• _Problem statement_
Your answer should be an exact copy of the lines from the start of the entries to the line containing "use crate::error::CliResult;", both included.

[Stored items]

====================

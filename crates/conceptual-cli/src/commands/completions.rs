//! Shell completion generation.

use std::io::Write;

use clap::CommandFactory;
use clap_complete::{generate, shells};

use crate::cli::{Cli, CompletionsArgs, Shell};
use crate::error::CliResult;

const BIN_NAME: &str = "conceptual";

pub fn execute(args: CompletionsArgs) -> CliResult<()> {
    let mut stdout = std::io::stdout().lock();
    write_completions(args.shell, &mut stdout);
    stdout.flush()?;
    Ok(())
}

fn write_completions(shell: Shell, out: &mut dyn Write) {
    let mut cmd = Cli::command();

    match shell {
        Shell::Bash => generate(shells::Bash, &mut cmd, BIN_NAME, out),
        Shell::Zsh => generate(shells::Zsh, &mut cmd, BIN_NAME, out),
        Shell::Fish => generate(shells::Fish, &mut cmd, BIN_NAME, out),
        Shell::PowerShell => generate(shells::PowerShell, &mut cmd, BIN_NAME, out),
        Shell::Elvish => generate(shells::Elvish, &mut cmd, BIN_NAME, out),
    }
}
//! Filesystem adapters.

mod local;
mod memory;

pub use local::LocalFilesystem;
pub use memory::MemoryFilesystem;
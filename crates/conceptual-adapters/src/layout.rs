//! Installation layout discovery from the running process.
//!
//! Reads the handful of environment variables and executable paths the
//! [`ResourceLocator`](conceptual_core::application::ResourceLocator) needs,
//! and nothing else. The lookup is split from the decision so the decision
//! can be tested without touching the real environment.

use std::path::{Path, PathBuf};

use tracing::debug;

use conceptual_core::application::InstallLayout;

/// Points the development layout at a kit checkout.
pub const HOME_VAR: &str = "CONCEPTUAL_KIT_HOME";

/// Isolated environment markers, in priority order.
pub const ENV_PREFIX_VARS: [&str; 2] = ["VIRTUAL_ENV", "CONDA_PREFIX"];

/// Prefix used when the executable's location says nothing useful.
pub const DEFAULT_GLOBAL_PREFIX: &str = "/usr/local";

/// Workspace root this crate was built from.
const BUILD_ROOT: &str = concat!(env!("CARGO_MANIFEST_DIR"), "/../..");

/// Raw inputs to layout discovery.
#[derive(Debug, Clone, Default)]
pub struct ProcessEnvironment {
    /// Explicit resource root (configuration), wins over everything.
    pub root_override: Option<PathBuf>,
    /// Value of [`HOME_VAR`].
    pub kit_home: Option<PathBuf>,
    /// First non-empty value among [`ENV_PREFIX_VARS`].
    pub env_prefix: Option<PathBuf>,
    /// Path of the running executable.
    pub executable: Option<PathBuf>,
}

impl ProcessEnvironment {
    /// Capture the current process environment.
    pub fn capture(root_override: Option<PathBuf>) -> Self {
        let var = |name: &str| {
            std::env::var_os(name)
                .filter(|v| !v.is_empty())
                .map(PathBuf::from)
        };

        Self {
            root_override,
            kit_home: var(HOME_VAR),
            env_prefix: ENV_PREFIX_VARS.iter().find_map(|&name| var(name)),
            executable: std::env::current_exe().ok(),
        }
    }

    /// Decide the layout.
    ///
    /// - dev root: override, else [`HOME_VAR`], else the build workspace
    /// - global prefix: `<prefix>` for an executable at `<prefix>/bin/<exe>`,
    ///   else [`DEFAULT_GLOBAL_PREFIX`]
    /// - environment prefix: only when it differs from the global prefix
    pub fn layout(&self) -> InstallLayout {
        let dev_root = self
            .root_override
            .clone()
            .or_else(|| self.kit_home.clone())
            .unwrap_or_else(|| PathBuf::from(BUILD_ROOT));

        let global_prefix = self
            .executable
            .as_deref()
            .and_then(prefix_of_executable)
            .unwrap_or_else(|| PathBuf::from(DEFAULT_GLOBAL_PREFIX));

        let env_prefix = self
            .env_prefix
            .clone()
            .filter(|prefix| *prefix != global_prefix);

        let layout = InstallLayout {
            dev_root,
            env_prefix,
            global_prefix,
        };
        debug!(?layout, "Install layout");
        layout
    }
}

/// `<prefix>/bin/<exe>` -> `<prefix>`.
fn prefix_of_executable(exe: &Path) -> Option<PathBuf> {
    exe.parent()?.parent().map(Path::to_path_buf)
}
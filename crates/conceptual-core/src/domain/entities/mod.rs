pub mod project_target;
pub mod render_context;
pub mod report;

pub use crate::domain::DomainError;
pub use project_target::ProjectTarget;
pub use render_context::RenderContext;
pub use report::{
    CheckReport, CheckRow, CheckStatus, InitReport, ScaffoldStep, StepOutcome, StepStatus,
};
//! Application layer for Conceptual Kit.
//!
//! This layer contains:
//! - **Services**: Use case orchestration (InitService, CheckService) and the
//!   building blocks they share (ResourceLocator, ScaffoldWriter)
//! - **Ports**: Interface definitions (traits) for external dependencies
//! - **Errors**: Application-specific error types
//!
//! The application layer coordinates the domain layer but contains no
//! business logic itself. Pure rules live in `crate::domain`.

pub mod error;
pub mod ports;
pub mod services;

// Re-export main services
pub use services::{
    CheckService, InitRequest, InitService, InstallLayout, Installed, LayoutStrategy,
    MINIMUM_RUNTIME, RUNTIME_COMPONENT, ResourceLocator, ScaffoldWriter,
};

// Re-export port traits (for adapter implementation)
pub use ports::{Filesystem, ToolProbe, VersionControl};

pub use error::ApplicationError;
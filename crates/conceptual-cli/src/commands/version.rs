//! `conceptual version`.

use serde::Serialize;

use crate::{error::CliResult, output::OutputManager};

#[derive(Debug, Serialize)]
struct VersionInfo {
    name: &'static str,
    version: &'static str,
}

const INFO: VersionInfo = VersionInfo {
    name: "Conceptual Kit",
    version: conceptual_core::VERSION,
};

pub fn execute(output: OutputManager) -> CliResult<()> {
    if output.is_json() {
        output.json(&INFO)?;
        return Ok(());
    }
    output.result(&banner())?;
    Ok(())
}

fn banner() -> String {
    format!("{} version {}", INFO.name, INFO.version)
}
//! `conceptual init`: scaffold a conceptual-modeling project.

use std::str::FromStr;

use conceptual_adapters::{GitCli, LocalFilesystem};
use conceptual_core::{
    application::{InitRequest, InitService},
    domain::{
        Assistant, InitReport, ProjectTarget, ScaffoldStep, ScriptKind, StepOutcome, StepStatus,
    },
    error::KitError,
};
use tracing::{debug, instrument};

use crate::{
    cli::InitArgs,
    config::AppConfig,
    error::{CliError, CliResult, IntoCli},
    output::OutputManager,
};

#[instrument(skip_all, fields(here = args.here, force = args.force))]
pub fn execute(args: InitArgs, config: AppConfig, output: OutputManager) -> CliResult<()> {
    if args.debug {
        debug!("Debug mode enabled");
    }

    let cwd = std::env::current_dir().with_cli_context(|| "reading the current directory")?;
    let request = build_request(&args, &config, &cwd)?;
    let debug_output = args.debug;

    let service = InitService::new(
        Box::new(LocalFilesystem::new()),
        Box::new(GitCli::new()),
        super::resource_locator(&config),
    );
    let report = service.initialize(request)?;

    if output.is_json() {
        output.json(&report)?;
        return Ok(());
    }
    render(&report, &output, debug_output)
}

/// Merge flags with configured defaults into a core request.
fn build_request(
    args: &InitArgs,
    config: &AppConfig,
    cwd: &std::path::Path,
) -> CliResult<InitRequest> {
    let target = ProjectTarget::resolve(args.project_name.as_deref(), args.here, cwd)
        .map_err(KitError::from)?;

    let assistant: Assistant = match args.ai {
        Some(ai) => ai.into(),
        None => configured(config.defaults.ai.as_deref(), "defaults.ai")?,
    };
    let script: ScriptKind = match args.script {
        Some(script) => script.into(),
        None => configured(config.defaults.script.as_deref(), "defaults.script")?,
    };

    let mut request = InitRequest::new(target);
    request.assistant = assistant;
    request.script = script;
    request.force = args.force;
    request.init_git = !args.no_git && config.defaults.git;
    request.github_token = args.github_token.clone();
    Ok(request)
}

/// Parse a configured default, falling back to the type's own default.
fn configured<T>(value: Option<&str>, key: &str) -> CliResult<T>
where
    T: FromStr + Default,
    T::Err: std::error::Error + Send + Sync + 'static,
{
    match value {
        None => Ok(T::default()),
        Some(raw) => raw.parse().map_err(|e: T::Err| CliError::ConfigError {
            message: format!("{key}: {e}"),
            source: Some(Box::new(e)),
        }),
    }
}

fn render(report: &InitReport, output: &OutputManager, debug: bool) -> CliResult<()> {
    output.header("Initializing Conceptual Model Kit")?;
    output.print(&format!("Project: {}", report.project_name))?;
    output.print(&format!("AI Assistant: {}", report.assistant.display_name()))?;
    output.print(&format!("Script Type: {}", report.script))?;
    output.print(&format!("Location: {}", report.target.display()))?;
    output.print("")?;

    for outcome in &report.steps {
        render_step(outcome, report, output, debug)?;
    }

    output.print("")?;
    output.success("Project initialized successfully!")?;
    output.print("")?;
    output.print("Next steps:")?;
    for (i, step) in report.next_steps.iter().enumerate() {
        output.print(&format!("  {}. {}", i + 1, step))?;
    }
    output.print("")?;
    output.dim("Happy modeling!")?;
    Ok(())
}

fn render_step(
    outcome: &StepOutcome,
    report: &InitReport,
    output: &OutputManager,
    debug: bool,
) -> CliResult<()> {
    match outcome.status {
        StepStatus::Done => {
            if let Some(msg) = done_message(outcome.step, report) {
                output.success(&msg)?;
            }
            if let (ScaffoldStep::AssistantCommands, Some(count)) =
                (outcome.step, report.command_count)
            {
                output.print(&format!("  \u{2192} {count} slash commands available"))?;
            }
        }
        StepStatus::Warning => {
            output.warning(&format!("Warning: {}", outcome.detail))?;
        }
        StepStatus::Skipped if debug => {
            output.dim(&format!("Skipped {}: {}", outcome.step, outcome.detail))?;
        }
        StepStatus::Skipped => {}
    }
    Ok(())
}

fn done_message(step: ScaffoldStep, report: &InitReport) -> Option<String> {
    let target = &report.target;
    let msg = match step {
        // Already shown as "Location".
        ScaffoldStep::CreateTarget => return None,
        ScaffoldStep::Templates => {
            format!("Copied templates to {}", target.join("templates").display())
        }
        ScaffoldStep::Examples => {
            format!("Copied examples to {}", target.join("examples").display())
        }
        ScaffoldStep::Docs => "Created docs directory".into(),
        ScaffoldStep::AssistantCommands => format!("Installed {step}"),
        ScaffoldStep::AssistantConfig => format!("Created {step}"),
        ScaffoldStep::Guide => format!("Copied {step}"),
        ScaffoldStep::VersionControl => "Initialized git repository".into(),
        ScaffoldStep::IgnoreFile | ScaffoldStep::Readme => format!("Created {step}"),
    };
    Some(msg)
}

====================

• _Response to the task_
filename crates/conceptual-cli/src/commands/completions.rs
//! Shell completion generation.

use std::io::Write;

use clap::CommandFactory;
use clap_complete::{generate, shells};

use crate::cli::{Cli, CompletionsArgs, Shell};
use crate::error::CliResult;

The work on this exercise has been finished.